Professional qualifications & experience
I have had 7 years formal education in psychotherapy and counselling in Australia and the UK. I did my main psychotherapy training at the Chiron Centre for Body Psychotherapy in London (a UKCP registered training organisation). I have worked in private practice since 2006 in London and Poole, and more recently in Oxford.
I regularly attend conferences and training workshops to keep up to date with current thinking and practice in psychotherapy. Recent training includes: Contemporary Trauma Practice training, Evolutionary Relationships short course, Supervision (individual and group) with CSTD-London, a weekend of Embodied Relational Therapy training, seminars with Babette Rothschild on working with Trauma, Pat Ogden on Sensorimotor therapy, and an introductory workshop on ISTDP (intensive short term dynamic psychotherapy).
I have experience in facilitating women's circles, support groups, personal development groups, art groups, body work (bioenergetics, breathwork and biodynamic massage), and working with dreams.
I have also practised meditation for over 25 years and often teach meditation to clients in therapy sessions as a way of helping them relax, reduce stress and increase overall awareness and aliveness.
I consider my ongoing personal development as important as professional development in my capacity as a therapist and regularly participate in training outside the therapy field as well.
Professional accreditation & associations
I am a UKCP registered psychotherapist.
I am a member of the UK Association for Humanistic Psychology Practitioners (UKAHPP),The Relational School (TRS) and Oxfordshire Therapy & Self Development (OTS).
About me
I am Australian, but have lived half my adult life in the UK. I know what it means to live in a foreign culture with all the challenges and opportunities that brings.
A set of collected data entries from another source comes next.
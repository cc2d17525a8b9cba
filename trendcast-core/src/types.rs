use serde::ser::SerializeMap;
use serde::{Deserialize, Serialize, Serializer};

/// Public web API a raw idea was fetched from. Declaration order is the
/// order in which sources are scanned.
#[derive(Debug, Clone, Copy, PartialEq, Eq, Hash, Serialize, Deserialize)]
#[serde(rename_all = "snake_case")]
pub enum TrendSource {
    CodeHost,
    LinkAggregator,
    ArticlePlatform,
    DiscussionForum,
    QaPlatform,
}

impl TrendSource {
    pub const ALL: [TrendSource; 5] = [
        TrendSource::CodeHost,
        TrendSource::LinkAggregator,
        TrendSource::ArticlePlatform,
        TrendSource::DiscussionForum,
        TrendSource::QaPlatform,
    ];

    pub fn label(&self) -> &'static str {
        match self {
            TrendSource::CodeHost => "GitHub",
            TrendSource::LinkAggregator => "HackerNews",
            TrendSource::ArticlePlatform => "Dev.to",
            TrendSource::DiscussionForum => "Reddit",
            TrendSource::QaPlatform => "Stack Overflow",
        }
    }
}

impl std::fmt::Display for TrendSource {
    fn fmt(&self, f: &mut std::fmt::Formatter<'_>) -> std::fmt::Result {
        f.write_str(self.label())
    }
}

#[derive(Debug, Clone, PartialEq, Serialize, Deserialize)]
pub struct RawIdea {
    pub title: String,
    pub source: TrendSource,
    pub keywords: String,
    pub description: String,
    pub url: String,
    /// Source-specific signal: stars, score, reactions or tag usage count.
    pub popularity: u64,
}

#[derive(Debug, Clone, PartialEq, Serialize, Deserialize)]
pub struct OptimizedIdea {
    pub title: String,
    pub hook: String,
    pub keyword: String,
    pub viral_score: u8,
    #[serde(default, skip_serializing_if = "Vec::is_empty")]
    pub viral_elements: Vec<String>,
    #[serde(default, skip_serializing_if = "Option::is_none")]
    pub category: Option<String>,
}

impl OptimizedIdea {
    pub const MAX_TITLE_CHARS: usize = 100;
    pub const BASELINE_SCORE: u8 = 70;

    pub fn new(title: &str, hook: impl Into<String>, keyword: impl Into<String>, viral_score: i64) -> Self {
        Self {
            title: clamp_chars(title, Self::MAX_TITLE_CHARS),
            hook: hook.into(),
            keyword: keyword.into(),
            viral_score: clamp_score(viral_score),
            viral_elements: Vec::new(),
            category: None,
        }
    }

    pub fn with_viral_elements(mut self, elements: Vec<String>) -> Self {
        self.viral_elements = elements;
        self
    }

    pub fn with_category(mut self, category: impl Into<String>) -> Self {
        self.category = Some(category.into());
        self
    }
}

/// The eleven stages of a script, in the order they are played.
#[derive(Debug, Clone, Copy, PartialEq, Eq, Hash, Serialize, Deserialize)]
#[serde(rename_all = "snake_case")]
pub enum SceneKind {
    Hook,
    PatternInterrupt,
    PainPoint,
    SolutionTeaser,
    LessonOne,
    LessonTwo,
    MistakeExpose,
    Implementation,
    Results,
    AdvancedInsight,
    CallToAction,
}

impl SceneKind {
    pub const ALL: [SceneKind; 11] = [
        SceneKind::Hook,
        SceneKind::PatternInterrupt,
        SceneKind::PainPoint,
        SceneKind::SolutionTeaser,
        SceneKind::LessonOne,
        SceneKind::LessonTwo,
        SceneKind::MistakeExpose,
        SceneKind::Implementation,
        SceneKind::Results,
        SceneKind::AdvancedInsight,
        SceneKind::CallToAction,
    ];

    pub fn default_duration(&self) -> u32 {
        match self {
            SceneKind::Hook => 30,
            SceneKind::PatternInterrupt => 45,
            SceneKind::PainPoint => 90,
            SceneKind::SolutionTeaser => 60,
            SceneKind::LessonOne => 90,
            SceneKind::LessonTwo => 90,
            SceneKind::MistakeExpose => 75,
            SceneKind::Implementation => 90,
            SceneKind::Results => 75,
            SceneKind::AdvancedInsight => 60,
            SceneKind::CallToAction => 30,
        }
    }

    /// 1-based position in the schedule.
    pub fn number(&self) -> u8 {
        SceneKind::ALL
            .iter()
            .position(|kind| kind == self)
            .map(|index| index as u8 + 1)
            .unwrap_or(0)
    }

    pub fn from_number(number: u8) -> Option<SceneKind> {
        SceneKind::ALL.get((number as usize).checked_sub(1)?).copied()
    }
}

#[derive(Debug, Clone, PartialEq, Serialize, Deserialize)]
pub struct Scene {
    pub number: u8,
    pub duration_seconds: u32,
    pub kind: SceneKind,
    pub image_prompt: String,
    pub narration: String,
    pub is_hook: bool,
    pub is_cta: bool,
}

impl Scene {
    pub fn new(kind: SceneKind, duration_seconds: u32, image_prompt: String, narration: String) -> Self {
        Self {
            number: kind.number(),
            duration_seconds,
            kind,
            image_prompt,
            narration,
            is_hook: kind == SceneKind::Hook,
            is_cta: kind == SceneKind::CallToAction,
        }
    }
}

#[derive(Debug, Clone, PartialEq, Serialize, Deserialize)]
pub struct Script {
    pub title: String,
    pub description: String,
    pub duration_seconds: u32,
    pub scenes: Vec<Scene>,
}

impl Script {
    pub const SCENE_COUNT: usize = 11;

    pub fn new(title: impl Into<String>, description: impl Into<String>, scenes: Vec<Scene>) -> Self {
        let duration_seconds = scenes.iter().map(|scene| scene.duration_seconds).sum();
        Self {
            title: title.into(),
            description: description.into(),
            duration_seconds,
            scenes,
        }
    }

    /// True when the scenes follow the fixed eleven-stage schedule.
    pub fn is_canonical(&self) -> bool {
        self.scenes.len() == Self::SCENE_COUNT
            && self
                .scenes
                .iter()
                .zip(SceneKind::ALL.iter())
                .enumerate()
                .all(|(index, (scene, kind))| {
                    scene.kind == *kind
                        && scene.number as usize == index + 1
                        && scene.is_hook == (*kind == SceneKind::Hook)
                        && scene.is_cta == (*kind == SceneKind::CallToAction)
                })
    }

    pub fn narration_text(&self) -> String {
        self.scenes
            .iter()
            .map(|scene| scene.narration.trim())
            .filter(|narration| !narration.is_empty())
            .collect::<Vec<_>>()
            .join(" ")
    }

    /// Projection consumed by media assembly. Durations and kinds are dropped.
    pub fn scene_map(&self) -> SceneMap {
        SceneMap {
            entries: self
                .scenes
                .iter()
                .map(|scene| {
                    (
                        format!("scene-{}", scene.number),
                        SceneAsset {
                            image_prompt: scene.image_prompt.clone(),
                            narration: scene.narration.clone(),
                        },
                    )
                })
                .collect(),
        }
    }
}

#[derive(Debug, Clone, PartialEq, Serialize, Deserialize)]
pub struct SceneAsset {
    #[serde(rename = "image-prompt")]
    pub image_prompt: String,
    pub narration: String,
}

/// `scene-{n}` keyed assets, serialized as a JSON object in scene order.
#[derive(Debug, Clone, PartialEq, Default)]
pub struct SceneMap {
    entries: Vec<(String, SceneAsset)>,
}

impl SceneMap {
    pub fn get(&self, key: &str) -> Option<&SceneAsset> {
        self.entries
            .iter()
            .find(|(entry_key, _)| entry_key == key)
            .map(|(_, asset)| asset)
    }

    pub fn keys(&self) -> impl Iterator<Item = &str> {
        self.entries.iter().map(|(key, _)| key.as_str())
    }

    pub fn len(&self) -> usize {
        self.entries.len()
    }

    pub fn is_empty(&self) -> bool {
        self.entries.is_empty()
    }
}

impl Serialize for SceneMap {
    fn serialize<S: Serializer>(&self, serializer: S) -> Result<S::Ok, S::Error> {
        let mut map = serializer.serialize_map(Some(self.entries.len()))?;
        for (key, asset) in &self.entries {
            map.serialize_entry(key, asset)?;
        }
        map.end()
    }
}

#[derive(Debug, Clone, PartialEq, Serialize)]
pub struct ScriptMetadata {
    pub duration: u32,
    pub video_type: String,
    pub language: String,
    pub category: String,
    pub is_dynamic: bool,
    pub ai_optimized: bool,
}

/// On-disk `script.json` layout handed to media assembly.
#[derive(Debug, Clone, PartialEq, Serialize)]
pub struct ScriptDocument {
    pub title: String,
    pub description: String,
    pub scene: SceneMap,
    pub metadata: ScriptMetadata,
}

impl ScriptDocument {
    pub const VIDEO_TYPE: &'static str = "viral-coding-longform";

    pub fn from_script(script: &Script, ai_optimized: bool) -> Self {
        Self {
            title: script.title.clone(),
            description: script.description.clone(),
            scene: script.scene_map(),
            metadata: ScriptMetadata {
                duration: script.duration_seconds,
                video_type: Self::VIDEO_TYPE.to_string(),
                language: "en".to_string(),
                category: "Technology".to_string(),
                is_dynamic: true,
                ai_optimized,
            },
        }
    }
}

#[derive(Debug, Clone, Copy, PartialEq, Eq, Default, Serialize, Deserialize)]
pub struct ScoreBreakdown {
    pub title_score: u8,
    pub description_score: u8,
    pub tags_score: u8,
    pub total_score: u8,
}

#[derive(Debug, Clone, PartialEq, Serialize, Deserialize)]
pub struct SeoMetadata {
    pub title: String,
    pub description: String,
    pub tags: Vec<String>,
    pub score: ScoreBreakdown,
    #[serde(default)]
    pub suggestions: Vec<String>,
}

#[derive(Debug, Clone, PartialEq, Serialize, Deserialize)]
pub struct KeywordMetrics {
    pub difficulty: String,
    pub trend: String,
    pub clicks: f32,
}

pub fn clamp_score(score: i64) -> u8 {
    score.clamp(0, 100) as u8
}

/// Truncates to at most `max` characters without splitting a code point.
pub fn clamp_chars(text: &str, max: usize) -> String {
    match text.char_indices().nth(max) {
        Some((byte_index, _)) => text[..byte_index].to_string(),
        None => text.to_string(),
    }
}

#[cfg(test)]
mod tests {
    use super::*;

    fn scene(kind: SceneKind) -> Scene {
        Scene::new(
            kind,
            kind.default_duration(),
            format!("prompt {}", kind.number()),
            format!("narration {}", kind.number()),
        )
    }

    #[test]
    fn test_scene_schedule() {
        let total: u32 = SceneKind::ALL.iter().map(|kind| kind.default_duration()).sum();
        assert_eq!(total, 660);
        assert_eq!(SceneKind::Hook.number(), 1);
        assert_eq!(SceneKind::CallToAction.number(), 11);
        assert_eq!(SceneKind::from_number(5), Some(SceneKind::LessonOne));
        assert_eq!(SceneKind::from_number(0), None);
        assert_eq!(SceneKind::from_number(12), None);
    }

    #[test]
    fn test_scene_flags() {
        assert!(scene(SceneKind::Hook).is_hook);
        assert!(!scene(SceneKind::Hook).is_cta);
        assert!(scene(SceneKind::CallToAction).is_cta);
        assert!(!scene(SceneKind::Results).is_hook);
    }

    #[test]
    fn test_script_scene_map_keeps_order() {
        let scenes = SceneKind::ALL.iter().map(|kind| scene(*kind)).collect();
        let script = Script::new("Title", "Description", scenes);
        assert!(script.is_canonical());
        assert_eq!(script.duration_seconds, 660);

        let map = script.scene_map();
        assert_eq!(map.len(), 11);
        let keys: Vec<&str> = map.keys().collect();
        assert_eq!(keys[0], "scene-1");
        assert_eq!(keys[9], "scene-10");
        assert_eq!(keys[10], "scene-11");
        assert_eq!(map.get("scene-3").unwrap().narration, "narration 3");

        let json = serde_json::to_string(&map).unwrap();
        let first = json.find("\"scene-1\"").unwrap();
        let second = json.find("\"scene-2\"").unwrap();
        let tenth = json.find("\"scene-10\"").unwrap();
        assert!(first < second && second < tenth);
        assert!(json.contains("\"image-prompt\":\"prompt 1\""));
    }

    #[test]
    fn test_non_canonical_script_detected() {
        let mut scenes: Vec<Scene> = SceneKind::ALL.iter().map(|kind| scene(*kind)).collect();
        scenes.swap(1, 2);
        assert!(!Script::new("t", "d", scenes.clone()).is_canonical());
        scenes.truncate(10);
        assert!(!Script::new("t", "d", scenes).is_canonical());
    }

    #[test]
    fn test_optimized_idea_clamps() {
        let long_title = "x".repeat(150);
        let idea = OptimizedIdea::new(&long_title, "hook", "rust", 140);
        assert_eq!(idea.title.chars().count(), OptimizedIdea::MAX_TITLE_CHARS);
        assert_eq!(idea.viral_score, 100);
        assert_eq!(OptimizedIdea::new("t", "h", "k", -3).viral_score, 0);
    }

    #[test]
    fn test_clamp_chars_respects_code_points() {
        assert_eq!(clamp_chars("héllo", 2), "hé");
        assert_eq!(clamp_chars("abc", 10), "abc");
    }

    #[test]
    fn test_trend_source_serialization() {
        let json = serde_json::to_string(&TrendSource::QaPlatform).unwrap();
        assert_eq!(json, "\"qa_platform\"");
        assert_eq!(TrendSource::LinkAggregator.to_string(), "HackerNews");
    }
}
I originally trained as an environmental scientist, but by my mid-20's, I found that I was more interested in the relationship people have with the environment (and what that said about them) rather than the scientific study of the environment itself, so I began counselling training in my late-20's and then psychotherapy training in my early 30's.
What draws me to the work is that I feel a particular love for this human journey of ours – the ways in which we strive to 'improve' ourselves, as if we are not complete and beautiful exactly as we are. This doesn't mean that we shouldn't strive for healing and change; but it is in examining and experiencing what we are doing to ourselves in this striving and how we are doing it, that can yield great insight into the nature of our deepest wounds.